The one downside compared to LLMs is there's not really a "reliable out-of-the-box" model for doing this.

Usually you take a base model like BERT and add a classification layer on top, and then train it for your specific task.

The hard part about this is getting quality training data. Whereas with an LLM, you can usually get ok-ish results with little effort
yes there's definitely a cost/trade-off
  • calls to OpenAI are not free
  • hosting an LLM requires a GPU
  • training a BERT/sentiment system can be hard to get good data for
Yea that pretty much sums it up!

Personally, the cost involved with calling openai seems worth it compared to the alternatives πŸ˜…

But you'll find LLMs are only good at this task if you have a small set of labels. Once you go beyond a handful, I feel the smaller BERT approach would be more reliable.

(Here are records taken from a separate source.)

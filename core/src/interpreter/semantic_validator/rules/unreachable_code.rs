//! Rule: Unreachable Code
//!
//! Warns about a statement that follows `break`, `next`, `fallthrough` or
//! `return` in the same statement list. Only the first such statement of a
//! list is reported.

use crate::interpreter::builder::Unit;
use crate::interpreter::statements::{Stmt, StmtKind, StmtTag};
use crate::interpreter::traverse::{TraversalCallback, TraversalCode};

use super::super::{ValidationError, ValidationRule};

pub struct UnreachableCodeRule;

impl ValidationRule for UnreachableCodeRule {
    fn id(&self) -> &'static str {
        "unreachable-code"
    }

    fn description(&self) -> &'static str {
        "Statements after break/next/fallthrough/return never execute"
    }

    fn validate(&self, unit: &Unit) -> Vec<ValidationError> {
        let mut finder = Finder {
            rule_id: self.id(),
            errors: Vec::new(),
        };
        unit.body.traverse(&mut finder);
        finder.errors
    }
}

struct Finder {
    rule_id: &'static str,
    errors: Vec<ValidationError>,
}

impl TraversalCallback for Finder {
    fn pre_stmt(&mut self, s: &Stmt) -> TraversalCode {
        if let StmtKind::List(stmts) = &s.kind {
            let mut pairs = stmts.iter().zip(stmts.iter().skip(1));
            let terminator = pairs.find(|(prev, _)| {
                matches!(
                    prev.tag(),
                    StmtTag::Break | StmtTag::Next | StmtTag::Fallthrough | StmtTag::Return
                )
            });
            if let Some((prev, next)) = terminator {
                self.errors.push(ValidationError::warning(
                    next.span,
                    format!("Unreachable code after '{}'", prev.tag().name()),
                    self.rule_id,
                ));
            }
        }
        TraversalCode::Continue
    }
}
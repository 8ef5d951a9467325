//! Type definitions for the interpreter
//!
//! - Input AST nodes as produced by a front end (`ast`)
//! - Static types (`ty`)
//! - Runtime values (`values`)
//! - The flow signal threaded through statement execution (`flow`)

pub mod ast;
pub mod flow;
pub mod ty;
pub mod values;

pub use ast::Span;
pub use flow::Flow;
pub use ty::{Type, TypeTag};
pub use values::{IterCookie, TableVal, Val, VectorVal};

At a previous job we classified products out of over 400 categories. No way would I use an LLM for that πŸ˜…
conceptually we are designing a system that can "route" incoming requests to the right endpoint service. in this case, right now, the only service is a yaml generator. so we want to know "therequest is for yaml?" and then either reject it "sorry, i can only YAML" or pass it along
in the future we will need more sophisticated analysis of the incoming query to be able to route appropriately, or filter, or whatever
basically a bunch of "pre-processing" of the prompt before deciding the next thing (rag? just pass through? something else?)
Yea that makes sense. And in that case, an LLM makes sense I think?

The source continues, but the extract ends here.